##### Provided material #####

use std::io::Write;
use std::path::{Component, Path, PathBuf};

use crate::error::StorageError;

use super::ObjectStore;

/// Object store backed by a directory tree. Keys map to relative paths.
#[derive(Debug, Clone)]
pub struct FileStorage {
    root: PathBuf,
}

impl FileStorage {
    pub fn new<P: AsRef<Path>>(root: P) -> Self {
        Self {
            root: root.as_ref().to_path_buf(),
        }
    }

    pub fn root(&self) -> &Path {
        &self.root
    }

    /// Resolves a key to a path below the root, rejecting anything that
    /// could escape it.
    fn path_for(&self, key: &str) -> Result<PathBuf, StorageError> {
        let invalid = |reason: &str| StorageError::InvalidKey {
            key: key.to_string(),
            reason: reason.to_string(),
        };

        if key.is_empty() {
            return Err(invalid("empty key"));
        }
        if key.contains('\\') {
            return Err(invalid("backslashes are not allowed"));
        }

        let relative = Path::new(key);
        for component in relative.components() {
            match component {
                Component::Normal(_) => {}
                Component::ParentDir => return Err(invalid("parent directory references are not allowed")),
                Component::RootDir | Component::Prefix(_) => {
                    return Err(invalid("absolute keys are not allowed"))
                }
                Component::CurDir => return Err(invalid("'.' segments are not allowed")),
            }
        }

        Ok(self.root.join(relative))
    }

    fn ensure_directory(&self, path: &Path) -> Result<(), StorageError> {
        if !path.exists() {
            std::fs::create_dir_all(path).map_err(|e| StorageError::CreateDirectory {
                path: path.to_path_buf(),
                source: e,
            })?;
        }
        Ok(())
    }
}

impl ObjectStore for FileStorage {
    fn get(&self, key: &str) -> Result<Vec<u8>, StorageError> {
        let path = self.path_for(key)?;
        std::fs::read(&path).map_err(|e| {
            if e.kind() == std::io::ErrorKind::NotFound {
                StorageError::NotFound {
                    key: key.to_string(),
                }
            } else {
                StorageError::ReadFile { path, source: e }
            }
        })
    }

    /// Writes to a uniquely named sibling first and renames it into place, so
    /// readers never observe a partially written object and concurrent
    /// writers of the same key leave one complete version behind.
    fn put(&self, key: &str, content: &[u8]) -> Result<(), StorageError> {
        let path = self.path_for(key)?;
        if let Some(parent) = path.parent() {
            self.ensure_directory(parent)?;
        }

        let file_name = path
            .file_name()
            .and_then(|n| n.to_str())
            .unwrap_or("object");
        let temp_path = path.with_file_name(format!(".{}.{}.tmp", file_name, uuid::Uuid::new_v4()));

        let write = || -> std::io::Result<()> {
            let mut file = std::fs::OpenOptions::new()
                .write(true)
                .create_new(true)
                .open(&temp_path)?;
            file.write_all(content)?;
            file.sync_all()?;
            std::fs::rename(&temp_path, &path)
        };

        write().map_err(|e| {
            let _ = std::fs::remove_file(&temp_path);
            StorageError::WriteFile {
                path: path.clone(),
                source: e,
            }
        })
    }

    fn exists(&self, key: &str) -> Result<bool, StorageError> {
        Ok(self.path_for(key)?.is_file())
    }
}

#####

Exercise instructions » Report, using only a number, how many lines above hold the word "impl".

Your response » 2